Machine learning benchmarks: Hardware providers (part 1)

The rise of machine learning as a discipline brings new demands for number crunching and computing power. With easily accessible and cheap hardware resources, one has to pick the right platform to run the experiments and model training on.

Should you use Amazon’s AWS EC2 instances? Or go with IBM’s Softlayer, Google’s Compute Engine, Microsoft’s Azure? How about a real dedicated server, such as the ones offered by Hetzner?

With no clear benchmark to address the practical aspects of choosing a hardware and software platform for ML, individuals and small companies like to go ahead with the popular choice. This is often suboptimal.

This is part one in a blog post series by our Incubator student Shiva Manne compares machine learning frameworks and hardware platforms from practical aspects, such as their ease of use, cost, stability, scalability and performance. We gratefully acknowledge support by AI Grant and IBM Global Entrepreneurship program, which made these (sometimes costly) experiments possible.

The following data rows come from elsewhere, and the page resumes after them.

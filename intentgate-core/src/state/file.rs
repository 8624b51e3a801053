//! State file access.
//!
//! ```json
//! { "enabled": false, "timestamp": "2025-06-01T12:00:00Z" }
//! ```
//!
//! Writes go to a sibling temp file that is renamed into place, so a poll
//! never observes a half-written document.

use std::path::{Path, PathBuf};

use chrono::{SecondsFormat, Utc};
use tracing::{debug, info};

use super::{Observation, StateError, StateRecord};

/// Reads and parses the state file.
///
/// # Errors
///
/// Returns [`StateError::Io`] if the file cannot be read and
/// [`StateError::Parse`] if it is not a valid state document.
pub fn read_state_file(path: &Path) -> Result<StateRecord, StateError> {
    let contents = std::fs::read_to_string(path).map_err(|source| io_error(path, source))?;
    parse_state(path, &contents)
}

/// Parses state file contents read from `path`.
pub fn parse_state(path: &Path, contents: &str) -> Result<StateRecord, StateError> {
    serde_json::from_str(contents).map_err(|source| StateError::Parse {
        path: path.display().to_string(),
        source,
    })
}

/// Reads the state file and folds any failure into [`Observation::Failed`].
pub fn observe(path: &Path) -> Observation {
    match read_state_file(path) {
        Ok(record) => Observation::Read(record),
        Err(e) => Observation::Failed(e.to_string()),
    }
}

/// Writes `{enabled, timestamp}` with an RFC 3339 timestamp.
///
/// # Errors
///
/// Returns [`StateError::Io`] if the directory, temp file or rename fails and
/// [`StateError::Serialize`] if the record cannot be encoded.
pub fn write_state_file(path: &Path, enabled: bool) -> Result<StateRecord, StateError> {
    let record = StateRecord {
        enabled,
        timestamp: Some(Utc::now().to_rfc3339_opts(SecondsFormat::Secs, true)),
    };

    if let Some(parent) = path.parent().filter(|p| !p.as_os_str().is_empty()) {
        std::fs::create_dir_all(parent).map_err(|source| io_error(parent, source))?;
    }

    let json = serde_json::to_string_pretty(&record).map_err(|source| StateError::Serialize {
        path: path.display().to_string(),
        source,
    })?;

    let tmp = temp_path(path);
    std::fs::write(&tmp, json).map_err(|source| io_error(&tmp, source))?;
    std::fs::rename(&tmp, path).map_err(|source| io_error(path, source))?;

    info!(path = %path.display(), enabled, "State file written");
    Ok(record)
}

/// Creates the default `enabled: true` state file when none exists.
///
/// Returns `true` if a file was created.
///
/// # Errors
///
/// Returns [`StateError::Io`] if the file cannot be written.
pub fn ensure_state_file(path: &Path) -> Result<bool, StateError> {
    if path.exists() {
        debug!(path = %path.display(), "State file already present");
        return Ok(false);
    }
    write_state_file(path, true)?;
    Ok(true)
}

fn temp_path(path: &Path) -> PathBuf {
    let mut name = path
        .file_name()
        .map(|n| n.to_os_string())
        .unwrap_or_else(|| "proxy_state.json".into());
    name.push(".tmp");
    path.with_file_name(name)
}

fn io_error(path: &Path, source: std::io::Error) -> StateError {
    StateError::Io {
        path: path.display().to_string(),
        source,
    }
}
//! Error type for the `intentgate` binary.
//!
//! Library errors convert in via `#[from]`; [`CliError::exit_code`] maps each
//! failure to the process exit status.

use std::path::PathBuf;

use intentgate_core::config::ConfigError;
use intentgate_core::oracle::OracleError;
use intentgate_core::state::StateError;

/// Exit status when `evaluate` blocks the response.
pub const EXIT_BLOCKED: i32 = 2;

/// Errors surfaced by the CLI commands.
#[derive(Debug, thiserror::Error)]
pub enum CliError {
    /// Configuration could not be loaded or failed validation.
    #[error("configuration error: {0}")]
    Config(#[from] ConfigError),

    /// The oracle client could not be constructed.
    #[error("oracle setup failed: {0}")]
    Oracle(#[from] OracleError),

    /// The state file could not be read or written.
    #[error(transparent)]
    State(#[from] StateError),

    /// An input file for `evaluate` could not be read.
    #[error("failed to read {}: {source}", path.display())]
    ReadInput {
        path: PathBuf,
        #[source]
        source: std::io::Error,
    },

    /// The listener could not be bound.
    #[error("failed to bind {addr}: {source}")]
    Bind {
        addr: String,
        #[source]
        source: std::io::Error,
    },

    /// The HTTP service stopped with an error.
    #[error("server error: {0}")]
    Serve(#[source] std::io::Error),

    /// Output could not be serialized.
    #[error("failed to encode output: {0}")]
    Encode(#[from] serde_json::Error),
}

impl CliError {
    /// Process exit status for this error.
    ///
    /// Configuration problems exit with 78 (`EX_CONFIG`); everything else
    /// with 1. Status 2 is reserved for a blocked `evaluate` result.
    pub fn exit_code(&self) -> i32 {
        match self {
            CliError::Config(_) => 78,
            _ => 1,
        }
    }
}
//! Proxy state monitor (the filtering kill-switch).
//!
//! The authoritative enabled flag lives in a small JSON file toggled from
//! outside the process (editor extension, `intentgate state disable`).
//! [`StateWatcher`] polls it and feeds observations into a
//! [`ProxyStateHandle`], which every in-flight flow reads lock-free.
//!
//! ## State Machine
//!
//! ```text
//!                  first observation
//!  Uninitialized ─────────────────────▶ Synced ◀──┐
//!  (enabled)                               │      │ every later observation
//!                                          └──────┘
//!
//!  observation = Read(record)  → enabled = record.enabled
//!              = Failed(_)     → enabled = true
//! ```
//!
//! Reading the file can fail (missing, unreadable, corrupt). Every failure
//! resolves to `enabled = true`: a broken kill-switch keeps filtering on.

pub mod file;
pub mod watcher;

use std::sync::Arc;

use arc_swap::{ArcSwap, ArcSwapOption};
use chrono::{DateTime, Utc};
use serde::{Deserialize, Deserializer, Serialize};
use serde_json::Value;
use thiserror::Error;
use tracing::info;

use crate::metrics::IntentGateMetrics;

pub use file::{ensure_state_file, observe, read_state_file, write_state_file};
pub use watcher::StateWatcher;

// ─────────────────────────────────────────────────────────────────────────────
// Errors
// ─────────────────────────────────────────────────────────────────────────────

/// State file errors.
#[derive(Debug, Error)]
pub enum StateError {
    #[error("state file I/O error at {path}: {source}")]
    Io {
        path: String,
        #[source]
        source: std::io::Error,
    },

    #[error("state file {path} is not valid JSON: {source}")]
    Parse {
        path: String,
        #[source]
        source: serde_json::Error,
    },

    #[error("failed to encode state for {path}: {source}")]
    Serialize {
        path: String,
        #[source]
        source: serde_json::Error,
    },
}

// ─────────────────────────────────────────────────────────────────────────────
// Types
// ─────────────────────────────────────────────────────────────────────────────

/// On-disk shape of the state file.
#[derive(Debug, Clone, PartialEq, Eq, Serialize, Deserialize)]
pub struct StateRecord {
    #[serde(default = "default_enabled")]
    pub enabled: bool,
    /// Free text; writers use RFC 3339. Non-string values are kept as their
    /// JSON text.
    #[serde(
        default,
        deserialize_with = "timestamp_text",
        skip_serializing_if = "Option::is_none"
    )]
    pub timestamp: Option<String>,
}

fn default_enabled() -> bool {
    true
}

fn timestamp_text<'de, D>(deserializer: D) -> Result<Option<String>, D::Error>
where
    D: Deserializer<'de>,
{
    Ok(match Value::deserialize(deserializer)? {
        Value::Null => None,
        Value::String(s) => Some(s),
        other => Some(other.to_string()),
    })
}

/// One poll of the state file.
#[derive(Debug, Clone, PartialEq, Eq)]
pub enum Observation {
    Read(StateRecord),
    /// The file could not be read or parsed.
    Failed(String),
}

impl Observation {
    /// The flag this observation resolves to.
    pub fn enabled(&self) -> bool {
        match self {
            Observation::Read(record) => record.enabled,
            Observation::Failed(_) => true,
        }
    }
}

#[derive(Debug, Clone, Copy, PartialEq, Eq, Serialize)]
#[serde(rename_all = "snake_case")]
pub enum SyncPhase {
    /// No observation applied yet.
    Uninitialized,
    Synced,
}

/// Snapshot of the kill-switch.
#[derive(Debug, Clone, PartialEq, Serialize)]
pub struct ProxyState {
    pub enabled: bool,
    /// When `enabled` last took its current value.
    pub last_changed_at: DateTime<Utc>,
    pub phase: SyncPhase,
    /// `timestamp` field of the last successfully read record.
    #[serde(skip_serializing_if = "Option::is_none")]
    pub source_timestamp: Option<String>,
    /// Set while the last observation was a failure.
    #[serde(skip_serializing_if = "Option::is_none")]
    pub last_error: Option<String>,
}

// ─────────────────────────────────────────────────────────────────────────────
// Handle
// ─────────────────────────────────────────────────────────────────────────────

/// Process-wide enabled flag with lock-free reads.
///
/// Single writer (the watcher, through [`apply`](Self::apply)), many readers.
pub struct ProxyStateHandle {
    state: ArcSwap<ProxyState>,
    metrics: ArcSwapOption<IntentGateMetrics>,
}

impl Default for ProxyStateHandle {
    fn default() -> Self {
        Self::new()
    }
}

impl ProxyStateHandle {
    /// Creates an uninitialized handle. Filtering is enabled until the first
    /// observation says otherwise.
    pub fn new() -> Self {
        Self {
            state: ArcSwap::new(Arc::new(ProxyState {
                enabled: true,
                last_changed_at: Utc::now(),
                phase: SyncPhase::Uninitialized,
                source_timestamp: None,
                last_error: None,
            })),
            metrics: ArcSwapOption::empty(),
        }
    }

    /// Attach metrics; the filtering gauge tracks every applied change.
    pub fn set_metrics(&self, metrics: Arc<IntentGateMetrics>) {
        metrics.set_filtering_enabled(self.is_enabled());
        self.metrics.store(Some(metrics));
    }

    pub fn is_enabled(&self) -> bool {
        self.state.load().enabled
    }

    pub fn snapshot(&self) -> Arc<ProxyState> {
        self.state.load_full()
    }

    /// Applies one observation. Returns `true` if the enabled flag changed.
    pub fn apply(&self, observation: Observation) -> bool {
        let previous = self.state.load_full();
        let enabled = observation.enabled();
        let changed = previous.enabled != enabled;

        let (source_timestamp, last_error) = match observation {
            Observation::Read(record) => (record.timestamp, None),
            Observation::Failed(reason) => (previous.source_timestamp.clone(), Some(reason)),
        };

        let last_changed_at = if changed || previous.phase == SyncPhase::Uninitialized {
            Utc::now()
        } else {
            previous.last_changed_at
        };

        self.state.store(Arc::new(ProxyState {
            enabled,
            last_changed_at,
            phase: SyncPhase::Synced,
            source_timestamp,
            last_error,
        }));

        if changed {
            info!(enabled, "Proxy filtering {}", if enabled { "enabled" } else { "disabled" });
        }
        if let Some(metrics) = self.metrics.load_full() {
            metrics.set_filtering_enabled(enabled);
        }
        changed
    }
}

graph of cloud hardware benchmark in USD

Figure 1: The cost of training a model on different hardware providers. The same benchmark task is run from a Docker container on 3 kinds of instances on each platform, which we call budget, medium and high-end, with the total cost in US dollars recorded.

Benchmark setup

Hardware platforms: the contestants

Relevant metrics are collected from benchmark runs on Hetzner’s dedicated servers, Amazon’s AWS, Google’s Compute Engine and IBM’s Softlayer. These platforms were chosen on the basis of their popularity. We consider 3 kinds of machine instances — budget, medium & high-end (see table 1). This categorisation of machines is based on their cost ($/hr) which, for this CPU intensive benchmark, is primarily dependent on the total number of CPU cores it contains.

For benchmarking Spark MLlib, we run the model on Google’s Cloud Dataproc. It is a fast, easy-to-use and fully managed cloud service for running Apache Spark and Apache Hadoop clusters.

The benchmark task: why Word2Vec?

The choice of a benchmarking algorithm is hard, bound to create controversy and nitpicking no matter what. We decided to go with Word2Vec, because it combines several pleasant properties:

It is a practical algorithm, with countless exciting applications and a wide range of usage in both industry and academia. No more “counting words”.
Word2vec is a computation-heavy algorithm: most time is spent in number crunching, leading to a hardcore high performance computing profile. This is great for benchmarking.
Word2vec is also easy to parallelize, which means we can test the scaling properties of both hardware and software.
Word2vec has a stellar reference implementation by the original authors (you cannot really diss something signed off by Jeff Dean!). This makes sanity and accuracy checking much easier – there’s no argument about what it should do.
It’s been around for more than 4 years and has become a cornerstone in ML practice. Machine learning frameworks have no excuse for not shipping a sane implementation for training word embeddings like Word2Vec.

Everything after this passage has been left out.